### EXERCISE DESCRIPTION
In full and unchanged, output the entries that follow.

### Dataset entries
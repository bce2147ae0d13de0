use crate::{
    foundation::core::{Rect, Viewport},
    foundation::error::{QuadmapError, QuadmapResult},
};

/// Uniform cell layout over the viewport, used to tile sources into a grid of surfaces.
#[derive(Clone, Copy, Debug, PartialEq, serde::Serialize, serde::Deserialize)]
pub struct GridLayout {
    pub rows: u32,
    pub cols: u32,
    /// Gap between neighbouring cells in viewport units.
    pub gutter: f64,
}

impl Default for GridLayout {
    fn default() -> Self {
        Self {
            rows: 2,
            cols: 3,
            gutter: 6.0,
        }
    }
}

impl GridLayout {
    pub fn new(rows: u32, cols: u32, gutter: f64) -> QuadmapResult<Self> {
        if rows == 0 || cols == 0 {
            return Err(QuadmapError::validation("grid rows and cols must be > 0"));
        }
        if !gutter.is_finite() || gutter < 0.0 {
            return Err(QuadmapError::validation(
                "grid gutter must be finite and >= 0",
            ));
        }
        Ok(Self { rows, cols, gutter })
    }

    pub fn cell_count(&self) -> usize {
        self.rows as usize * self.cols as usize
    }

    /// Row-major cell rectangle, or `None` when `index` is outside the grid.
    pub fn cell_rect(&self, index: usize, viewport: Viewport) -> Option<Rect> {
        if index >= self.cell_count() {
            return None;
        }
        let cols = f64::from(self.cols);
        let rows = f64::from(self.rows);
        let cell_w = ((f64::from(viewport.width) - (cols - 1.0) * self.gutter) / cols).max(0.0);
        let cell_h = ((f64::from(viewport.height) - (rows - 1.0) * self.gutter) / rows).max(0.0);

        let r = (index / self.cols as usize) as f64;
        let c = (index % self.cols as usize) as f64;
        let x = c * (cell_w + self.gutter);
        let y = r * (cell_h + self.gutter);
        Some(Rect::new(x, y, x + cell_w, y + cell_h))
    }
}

### ANSWER BELOW
repository bce2147ae0d13de0
use crate::{
    foundation::core::{Rect, Viewport},
    foundation::error::{QuadmapError, QuadmapResult},
};

/// Uniform cell layout over the viewport, used to tile sources into a grid of surfaces.
#[derive(Clone, Copy, Debug, PartialEq, serde::Serialize, serde::Deserialize)]
pub struct GridLayout {
    pub rows: u32,
    pub cols: u32,
    /// Gap between neighbouring cells in viewport units.
    pub gutter: f64,
}

impl Default for GridLayout {
    fn default() -> Self {
        Self {
            rows: 2,
            cols: 3,
            gutter: 6.0,
        }
    }
}

impl GridLayout {
    pub fn new(rows: u32, cols: u32, gutter: f64) -> QuadmapResult<Self> {
        if rows == 0 || cols == 0 {
            return Err(QuadmapError::validation("grid rows and cols must be > 0"));
        }
        if !gutter.is_finite() || gutter < 0.0 {
            return Err(QuadmapError::validation(
                "grid gutter must be finite and >= 0",
            ));
        }
        Ok(Self { rows, cols, gutter })
    }

    pub fn cell_count(&self) -> usize {
        self.rows as usize * self.cols as usize
    }

    /// Row-major cell rectangle, or `None` when `index` is outside the grid.
    pub fn cell_rect(&self, index: usize, viewport: Viewport) -> Option<Rect> {
        if index >= self.cell_count() {
            return None;
        }
        let cols = f64::from(self.cols);
        let rows = f64::from(self.rows);
        let cell_w = ((f64::from(viewport.width) - (cols - 1.0) * self.gutter) / cols).max(0.0);
        let cell_h = ((f64::from(viewport.height) - (rows - 1.0) * self.gutter) / rows).max(0.0);

        let r = (index / self.cols as usize) as f64;
        let c = (index % self.cols as usize) as f64;
        let x = c * (cell_w + self.gutter);
        let y = r * (cell_h + self.gutter);
        Some(Rect::new(x, y, x + cell_w, y + cell_h))
    }
}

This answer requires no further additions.